Summaries for week 2

Merging Virtual Objects with the Real World: Seeing Ultrasound Imagery within the Patient

This study presents a 3D ultrasound visualization technique to acquire and render real-time ultrasound data and create a virtual environment based on that.

When the ultrasound scanner took an echography image, the position and orientation of the image and also the head mounted display were tracked. Then an image-generation system generated a 3D rendering of the ultrasound image mixed with real world image. This real world images were captured by head mounted TV cameras and it was combined with synthesis images through a video see-through system.

A “transducer transformation” and a “camera transformation” were used to calibrate the system. The first transformation, transducer transformation was to tune 2D ultrasound image with the ultrasound transducer. Similarly, camera transformation was used to calibrate the HMD TV camera position with trackers on the head-mounted Polhemus.

An experiment was conducted to scan the abdomen of a live pregnant woman and, as a result, different technical problems were found. First, the overlaying image did not appear to be inside the body and the virtual hole in the subject could not fix it because the pit hided everything in the real image. Second, there was a lag between image generation and tracking that could be fixed by delaying the live video image to matches that of the synthesis images. Third problem was the tracking system range and stability due to hardware limitation. The two last problems, Head-mounted display system resolution and more powerful display engines, were more related to hardware limitation as well.

Virtual Environments for Treating the Fear of Heights

This paper designed and developed a virtual environment to be used for acrophobia treatment using behavioral therapy. The behavioral therapy is an exposure based method in which the therapist measures how long the client can tolerate an anxiety-inducing stimulus.
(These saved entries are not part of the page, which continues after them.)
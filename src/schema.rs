//! Schemas for providers, resources and data sources.
//!
//! A [`Schema`] drives value decoding, validation and plan handling, and is
//! reported to the host in the `GetProviderSchema` response.

use serde::{Deserialize, Serialize};
use std::collections::BTreeMap;

use crate::path::{Path, PathStep};
use crate::proto;

/// Value type of an attribute.
#[derive(Debug, Clone, PartialEq, Eq, Serialize, Deserialize)]
#[serde(rename_all = "snake_case")]
pub enum AttributeType {
    /// UTF-8 string.
    String,
    /// Whole number. Reported to the host as `number`.
    Int64,
    /// Any number.
    Float64,
    /// `true` or `false`.
    Bool,
    /// Ordered elements.
    List(Box<AttributeType>),
    /// Unordered, duplicate-free elements.
    Set(Box<AttributeType>),
    /// String-keyed elements.
    Map(Box<AttributeType>),
    /// Named attributes, each with its own type.
    Object(BTreeMap<String, AttributeType>),
    /// Whatever the host sends. Decoded without a type.
    Dynamic,
}

impl AttributeType {
    /// `list(element_type)`.
    pub fn list(element_type: AttributeType) -> Self {
        Self::List(Box::new(element_type))
    }

    /// `set(element_type)`.
    pub fn set(element_type: AttributeType) -> Self {
        Self::Set(Box::new(element_type))
    }

    /// `map(element_type)`.
    pub fn map(element_type: AttributeType) -> Self {
        Self::Map(Box::new(element_type))
    }

    /// `object({...})` from name/type pairs.
    pub fn object<I, K>(attributes: I) -> Self
    where
        I: IntoIterator<Item = (K, AttributeType)>,
        K: Into<String>,
    {
        Self::Object(
            attributes
                .into_iter()
                .map(|(name, ty)| (name.into(), ty))
                .collect(),
        )
    }

    /// Human-readable type name used in diagnostics.
    pub fn name(&self) -> &'static str {
        match self {
            Self::String => "string",
            Self::Int64 => "int64",
            Self::Float64 => "float64",
            Self::Bool => "bool",
            Self::List(_) => "list",
            Self::Set(_) => "set",
            Self::Map(_) => "map",
            Self::Object(_) => "object",
            Self::Dynamic => "dynamic",
        }
    }

    /// The JSON type constraint the host expects in schema responses.
    ///
    /// Both numeric types are reported as `"number"`; the integer constraint is
    /// enforced by the framework when values are decoded.
    pub fn to_type_json(&self) -> serde_json::Value {
        use serde_json::json;

        match self {
            Self::String => json!("string"),
            Self::Int64 | Self::Float64 => json!("number"),
            Self::Bool => json!("bool"),
            Self::List(elem) => json!(["list", elem.to_type_json()]),
            Self::Set(elem) => json!(["set", elem.to_type_json()]),
            Self::Map(elem) => json!(["map", elem.to_type_json()]),
            Self::Object(attrs) => {
                let attrs: serde_json::Map<String, serde_json::Value> = attrs
                    .iter()
                    .map(|(name, ty)| (name.clone(), ty.to_type_json()))
                    .collect();
                json!(["object", attrs])
            }
            Self::Dynamic => json!("dynamic"),
        }
    }
}

/// Who may set an attribute.
///
/// `computed` alone means only the provider sets it; `optional` together with
/// `computed` means configuration may set it and the provider fills it in
/// otherwise.
#[derive(Debug, Clone, Copy, PartialEq, Eq, Serialize, Deserialize, Default)]
pub struct AttributeFlags {
    /// Configuration must set it.
    pub required: bool,
    /// Configuration may set it.
    pub optional: bool,
    /// The provider may set it.
    pub computed: bool,
    /// The host redacts it in output.
    pub sensitive: bool,
}

impl AttributeFlags {
    /// Only `required`.
    pub fn required() -> Self {
        Self {
            required: true,
            ..Default::default()
        }
    }

    /// Only `optional`.
    pub fn optional() -> Self {
        Self {
            optional: true,
            ..Default::default()
        }
    }

    /// Only `computed`.
    pub fn computed() -> Self {
        Self {
            computed: true,
            ..Default::default()
        }
    }

    /// `optional` and `computed`.
    pub fn optional_computed() -> Self {
        Self {
            optional: true,
            computed: true,
            ..Default::default()
        }
    }

    /// Whether the attribute is set only by the provider.
    pub fn is_computed_only(&self) -> bool {
        self.computed && !self.optional && !self.required
    }
}

/// An attribute of a block.
#[derive(Debug, Clone, PartialEq, Serialize, Deserialize)]
pub struct Attribute {
    /// Value type.
    #[serde(rename = "type")]
    pub attr_type: AttributeType,
    /// Who may set the attribute.
    #[serde(flatten)]
    pub flags: AttributeFlags,
    /// Shown in generated documentation.
    #[serde(skip_serializing_if = "Option::is_none")]
    pub description: Option<String>,
    /// A planned change to this attribute replaces the resource.
    #[serde(default)]
    pub requires_replace: bool,
    /// Value planned when the configuration leaves the attribute unset.
    #[serde(skip_serializing_if = "Option::is_none")]
    pub default: Option<serde_json::Value>,
    /// Warning shown to practitioners who still set the attribute.
    #[serde(skip_serializing_if = "Option::is_none")]
    pub deprecation_message: Option<String>,
}

macro_rules! attribute_constructors {
    ($($name:ident => $ty:ident, $flags:ident;)*) => {
        $(
            #[doc = concat!("`", stringify!($ty), "` attribute with `AttributeFlags::", stringify!($flags), "()`.")]
            pub fn $name() -> Self {
                Self::new(AttributeType::$ty, AttributeFlags::$flags())
            }
        )*
    };
}

impl Attribute {
    /// An attribute with no description, default or replacement behaviour.
    pub fn new(attr_type: AttributeType, flags: AttributeFlags) -> Self {
        Self {
            attr_type,
            flags,
            description: None,
            requires_replace: false,
            default: None,
            deprecation_message: None,
        }
    }

    attribute_constructors! {
        required_string => String, required;
        optional_string => String, optional;
        computed_string => String, computed;
        required_int64 => Int64, required;
        optional_int64 => Int64, optional;
        computed_int64 => Int64, computed;
        required_bool => Bool, required;
        optional_bool => Bool, optional;
        computed_bool => Bool, computed;
    }

    /// Attach a description.
    pub fn with_description(mut self, description: impl Into<String>) -> Self {
        self.description = Some(description.into());
        self
    }

    /// Replace the resource when this attribute changes.
    pub fn with_requires_replace(mut self) -> Self {
        self.requires_replace = true;
        self
    }

    /// Planned value when configuration leaves the attribute null.
    ///
    /// Only meaningful for attributes that are optional and computed.
    pub fn with_default(mut self, default: serde_json::Value) -> Self {
        self.default = Some(default);
        self
    }

    /// Warn when configuration sets this attribute.
    pub fn with_deprecation_message(mut self, message: impl Into<String>) -> Self {
        self.deprecation_message = Some(message.into());
        self
    }

    /// Redact the value in host output.
    pub fn sensitive(mut self) -> Self {
        self.flags.sensitive = true;
        self
    }
}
An elevator, a series of balconies, and a series of bridges, were used to design the virtual environment.  The elevator was modeled as an open elevator located inside of a 49-story building. It was built with actual wooden platform to provide patients with a greater sense of reality. The outside balconies were attached to the building at different heights. Similarly, the canyon had bridges with different heights, made of virtual wood and rope.

An experiment has conducted with 17 participants during seven weeks. The results show that most subjects became immersed in the virtual environment.  The participants’ subjective units of discomfort were mostly improved by attending the weekly 35- to 45-minute sessions. In addition, the recorded number and type of physical anxiety such as loss of balance or light-headedness, heart palpitations, restlessness or pacing, tremors or shakiness, feeling “nervous” or “scared,” weakness in the knees, tightness in the chest, and feeling “tense” showed that the subjects were immersed by the virtual environment.

 

Designing Interactive Theme Park Rides

This paper explains some challenges and solutions on how to design an interactive theme park ride.

The design of the interactive ride was a trade off between the user control and intuitive adventure. Pirates of the Caribbean—Battle for the Buccaneer Gold was designed in such a way that it gave a full control to users to operate the ship. However, the path of the adventure was controlled using different techniques to avoid going to dull places such as using guide ship, snake attack, and waterspout.

An intuitive user interface was designed to ensure the interactivity of the theme park rides. A simple physical interface like a steering wheel and real cannons were used to increase the sense of reality while some features like featuring light blue cannonballs, changing the cannonball physics, and developing enemies with rules used to twist the reality and make the game more intuitive.

A motion base and 3D localized sound were used to provide users with the sense that any the movement they make or any reactions their surrounding environment has is real. The motion base simulated the movement of wave and every cannonball hit while the 3D sound tactile speakers created the soundbed of crews and boat creaks underfoot.

Guest testing was conducted to ensure the cannon parameters, difficulty settings, and general developments of the game logic are optimized.